| PROBLEM STATEMENT |
Which lines of the entries below run from the one holding "pub mod error;" to the one holding "pub struct AppState", inclusive? Set down exactly those lines and no others.

[Stored data entries]

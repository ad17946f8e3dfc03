//! HTTP API layer with Axum routes.
//!
//! This crate provides:
//! - REST API routes under `/api/v1`
//! - Error-to-response mapping
//! - CSV and XLSX exports of reports, HTML tickets

pub mod error;
pub mod export;
pub mod routes;

use std::sync::Arc;

use axum::Router;
use punto_shared::config::BusinessConfig;
use sea_orm::DatabaseConnection;
use tower_http::cors::{Any, CorsLayer};
use tower_http::trace::TraceLayer;

pub use error::{ApiError, ApiResult};

/// Application state shared across handlers.
#[derive(Clone)]
pub struct AppState {
    /// Database connection pool.
    pub db: Arc<DatabaseConnection>,
    /// Business identity printed on tickets.
    pub business: Arc<BusinessConfig>,
}

impl AppState {
    /// Builds the state from a connection and the business settings.
    #[must_use]
    pub fn new(db: DatabaseConnection, business: BusinessConfig) -> Self {
        Self {
            db: Arc::new(db),
            business: Arc::new(business),
        }
    }
}

/// Creates the main application router.
pub fn create_router(state: AppState) -> Router {
    Router::new()
        .nest("/api/v1", routes::api_routes())
        .layer(TraceLayer::new_for_http())
        .layer(
            CorsLayer::new()
                .allow_origin(Any)
                .allow_methods(Any)
                .allow_headers(Any),
        )
        .with_state(state)
}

| RESPONSE TO THIS TASK |
pub mod error;
pub mod export;
pub mod routes;

use std::sync::Arc;

use axum::Router;
use punto_shared::config::BusinessConfig;
use sea_orm::DatabaseConnection;
use tower_http::cors::{Any, CorsLayer};
use tower_http::trace::TraceLayer;

pub use error::{ApiError, ApiResult};

/// Application state shared across handlers.
#[derive(Clone)]
pub struct AppState {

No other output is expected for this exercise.